§ **AIM OF THE EXERCISE**
Please repeat exactly the lines below from the one containing "URL was missing." down to the one containing "is not mounted.", both included, and nothing else.

============================================================

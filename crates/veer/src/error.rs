//! Error types for the navigation engine.
//!
//! Navigation itself never fails: unmatched URLs resolve to the
//! not-found route, and interrupted transitions still settle. The
//! errors here cover registration-time misconfiguration and reverse
//! URL generation.

use thiserror::Error;

/// Error raised while compiling a route pattern.
#[derive(Debug, Clone, Error, PartialEq, Eq)]
pub enum PatternError {
	/// Pattern exceeds the maximum allowed length.
	#[error("pattern length {len} exceeds maximum allowed length of {max} bytes")]
	TooLong {
		/// Actual pattern length in bytes.
		len: usize,
		/// Maximum allowed length.
		max: usize,
	},
	/// Pattern has too many path segments.
	#[error("pattern has {count} path segments, exceeding maximum of {max}")]
	TooManySegments {
		/// Actual segment count.
		count: usize,
		/// Maximum allowed segment count.
		max: usize,
	},
	/// The compiled regex was rejected.
	#[error("failed to compile pattern regex: {0}")]
	Regex(String),
}

/// Error type for router operations.
#[derive(Debug, Clone, Error, PartialEq, Eq)]
pub enum RouterError {
	/// A route pattern failed to compile; the registration is discarded.
	#[error("invalid route pattern '{pattern}': {source}")]
	InvalidPattern {
		/// The offending pattern string.
		pattern: String,
		/// The underlying compile failure.
		source: PatternError,
	},
	/// A not-found route was declared with parameter captures; the
	/// registration is discarded.
	#[error("not-found route pattern '{0}' must not contain parameter captures")]
	ParameterizedNotFound(String),
	/// A parameter required to reverse a pattern into a URL was missing.
	#[error("missing parameter '{0}' for reverse URL")]
	MissingParameter(String),
	/// A reverse lookup referenced a pattern that is not registered.
	#[error("no route registered with pattern '{0}'")]
	UnknownPattern(String),
	/// An operation referenced a route group that is not mounted.
	#[error("no route group registered with id {0}")]
	UnknownGroup(u64),
}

============================================================

§ **ANSWER SPACE**
	/// A parameter required to reverse a pattern into a URL was missing.
	#[error("missing parameter '{0}' for reverse URL")]
	MissingParameter(String),
	/// A reverse lookup referenced a pattern that is not registered.
	#[error("no route registered with pattern '{0}'")]
	UnknownPattern(String),
	/// An operation referenced a route group that is not mounted.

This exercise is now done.